3. März 2016


Landkreis Passau

Portrait Ida Teuchner

Die schöpferische Fähigkeit Leben zu schenken ist für viele Frauen, trotz unserer kinderarmen Gesellschaft, ein psychisch tief verwurzelter Wunsch. Hebammen erleben dieses Wunder der Geburt mehrmals in der Woche, so wie Ida Teuchner, die als Geburtshelferin im Krankenhaus Freyung arbeitet – und die diese Berufung schon früh in sich fühlte. Ganz so leicht und geradlinig war der Weg zur Erfüllung ihres Berufswunsches jedoch nicht. Unglücklicherweise bringt die Arbeit als Hebamme einige Nachteile mit sich, die diesen Beruf in der heutigen Zeit nicht gerade attraktiv machen.

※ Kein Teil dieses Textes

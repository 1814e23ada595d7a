use super::names::{
    HETERO_PREFIX, IONS_LABEL, PROTEIN_PREFIX, ResidueCategory, ResidueNames, SOLVENT_LABEL,
    is_hetero_label, is_protein_label,
};
use crate::core::models::ids::{AtomId, ChainId};
use crate::core::models::structure::Structure;
use slotmap::SecondaryMap;
use std::collections::HashMap;
use thiserror::Error;
use tracing::{debug, warn};

/// How segment labels were obtained for a structure.
#[derive(Debug, Clone, Copy, PartialEq, Eq)]
pub enum LabelSource {
    /// Labels were derived from chain identifiers and residue names
    /// (e.g. a file exported from a generic viewer).
    ChainLabelled,
    /// The file already carried CHARMM segment ids, which were used as-is
    /// (e.g. a system built with CHARMM-GUI).
    SegmentLabelled,
}

#[derive(Debug, Clone, PartialEq, Eq)]
pub struct Segment {
    pub label: String,
    pub atoms: Vec<AtomId>, // Member atoms in file order
}

/// Derived mapping from atoms to segment labels.
///
/// The classified structure is never modified; every atom of it maps to
/// exactly one segment of this value.
#[derive(Debug, Clone)]
pub struct Segmentation {
    source: LabelSource,
    segments: Vec<Segment>,
    atom_segment: SecondaryMap<AtomId, usize>,
}

impl Segmentation {
    fn new(source: LabelSource) -> Self {
        Self {
            source,
            segments: Vec::new(),
            atom_segment: SecondaryMap::new(),
        }
    }

    fn assign(&mut self, atom_id: AtomId, label: &str) {
        let index = match self.segments.iter().position(|s| s.label == label) {
            Some(index) => index,
            None => {
                self.segments.push(Segment {
                    label: label.to_string(),
                    atoms: Vec::new(),
                });
                self.segments.len() - 1
            }
        };
        self.segments[index].atoms.push(atom_id);
        self.atom_segment.insert(atom_id, index);
    }

    pub fn source(&self) -> LabelSource {
        self.source
    }

    /// Segments in order of first appearance in the structure.
    pub fn segments(&self) -> &[Segment] {
        &self.segments
    }

    /// Distinct labels in order of first appearance.
    pub fn labels(&self) -> Vec<&str> {
        self.segments.iter().map(|s| s.label.as_str()).collect()
    }

    pub fn segment(&self, label: &str) -> Option<&Segment> {
        self.segments.iter().find(|s| s.label == label)
    }

    pub fn contains(&self, label: &str) -> bool {
        self.segment(label).is_some()
    }

    pub fn label_of(&self, atom_id: AtomId) -> Option<&str> {
        self.atom_segment
            .get(atom_id)
            .map(|&i| self.segments[i].label.as_str())
    }

    pub fn heteroatom_labels(&self) -> Vec<&str> {
        self.labels()
            .into_iter()
            .filter(|l| is_hetero_label(l))
            .collect()
    }

    pub fn protein_labels(&self) -> Vec<&str> {
        self.labels()
            .into_iter()
            .filter(|l| is_protein_label(l))
            .collect()
    }

    pub fn atom_count(&self) -> usize {
        self.atom_segment.len()
    }
}

#[derive(Debug, Error, PartialEq, Eq)]
pub enum ClassificationError {
    #[error("Structure contains no atoms")]
    EmptyStructure,
    #[error("Amino acid {residue} {number} has a blank chain identifier")]
    BlankChainId { residue: String, number: isize },
    #[error("More than 26 heteroatom chains; segment labels {prefix}A-{prefix}Z are exhausted")]
    TooManyHeteroSegments { prefix: &'static str },
}

/// Partitions the atoms of a structure into CHARMM segments.
///
/// If the atoms carry more than one distinct chain identifier, the chain
/// column is trusted and residue names decide the label inside each chain:
/// amino acids become `PRO{chain}`, waters `SOLV`, ions `IONS`, and every chain
/// holding anything else gets its own heteroatom segment (`HETA`, `HETB`, ... in
/// order of appearance). A single chain value means the file already carries
/// segment ids, which are used directly; if some residue lacks one, the
/// residue-name rules are applied instead.
pub fn classify(
    structure: &Structure,
    names: &ResidueNames,
) -> Result<Segmentation, ClassificationError> {
    if structure.is_empty() {
        return Err(ClassificationError::EmptyStructure);
    }

    let chain_ids = structure.distinct_chain_ids();
    debug!("Distinct chain identifiers: {:?}", chain_ids);

    let segmentation = if chain_ids.len() > 1 {
        classify_by_residue_names(structure, names)?
    } else if structure.residues_iter().all(|(_, r)| r.has_segment_id()) {
        classify_by_segment_ids(structure)
    } else {
        warn!(
            "Single chain without complete segment ids; falling back to residue-name classification."
        );
        classify_by_residue_names(structure, names)?
    };

    debug!(
        "Classified {} atoms into segments {:?}",
        segmentation.atom_count(),
        segmentation.labels()
    );
    Ok(segmentation)
}

fn classify_by_segment_ids(structure: &Structure) -> Segmentation {
    let mut segmentation = Segmentation::new(LabelSource::SegmentLabelled);
    for (_, residue) in structure.residues_iter() {
        let label = residue.segment_id.trim();
        for &atom_id in residue.atoms() {
            segmentation.assign(atom_id, label);
        }
    }
    segmentation
}

fn classify_by_residue_names(
    structure: &Structure,
    names: &ResidueNames,
) -> Result<Segmentation, ClassificationError> {
    let mut segmentation = Segmentation::new(LabelSource::ChainLabelled);
    let mut hetero_labels: HashMap<ChainId, String> = HashMap::new();

    for (_, residue) in structure.residues_iter() {
        let chain_letter = structure
            .chain(residue.chain_id)
            .map(|c| c.id.trim())
            .unwrap_or("");

        let label = match names.categorize(&residue.name) {
            ResidueCategory::AminoAcid => {
                if chain_letter.is_empty() {
                    return Err(ClassificationError::BlankChainId {
                        residue: residue.name.clone(),
                        number: residue.number,
                    });
                }
                format!("{}{}", PROTEIN_PREFIX, chain_letter)
            }
            ResidueCategory::Water => SOLVENT_LABEL.to_string(),
            ResidueCategory::Ion => IONS_LABEL.to_string(),
            ResidueCategory::Hetero => {
                let next_index = hetero_labels.len();
                match hetero_labels.get(&residue.chain_id) {
                    Some(label) => label.clone(),
                    None => {
                        let letter = u8::try_from(next_index)
                            .ok()
                            .filter(|&i| i < 26)
                            .map(|i| (b'A' + i) as char)
                            .ok_or(ClassificationError::TooManyHeteroSegments {
                                prefix: HETERO_PREFIX,
                            })?;
                        let label = format!("{}{}", HETERO_PREFIX, letter);
                        debug!(
                            "Residue {} {} in chain '{}' opens heteroatom segment {}",
                            residue.name, residue.number, chain_letter, label
                        );
                        hetero_labels.insert(residue.chain_id, label.clone());
                        label
                    }
                }
            }
        };

        for &atom_id in residue.atoms() {
            segmentation.assign(atom_id, &label);
        }
    }

    Ok(segmentation)
}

Sei es die zeitliche Flexibilität und die damit einhergehende schwierige Vereinbarkeit von Familie und Beruf oder die finanzielle Absicherung gegen Schadensersatzforderungen. Für Ida Teuchner sind diese beruflich bedingten Defizite jedoch vernachlässigbar. Dass sich um den Beruf der Hebamme in den letzten Jahrzehnten eine Art Industrie gebildet hat, beobachtet Ida Teuchner mit einiger Skepsis, ebenso wie das Anspruchsverhalten mancher Eltern. Damit Ida Teuchner diesen oftmals schwierigen Spagat zwischen Arbeit und Freizeit meistern kann, erhält sie Unterstützung von Ihrer eigenen kleinen Familie und ihrer Mutter, die ab und an gerne als Babysitter einspringt.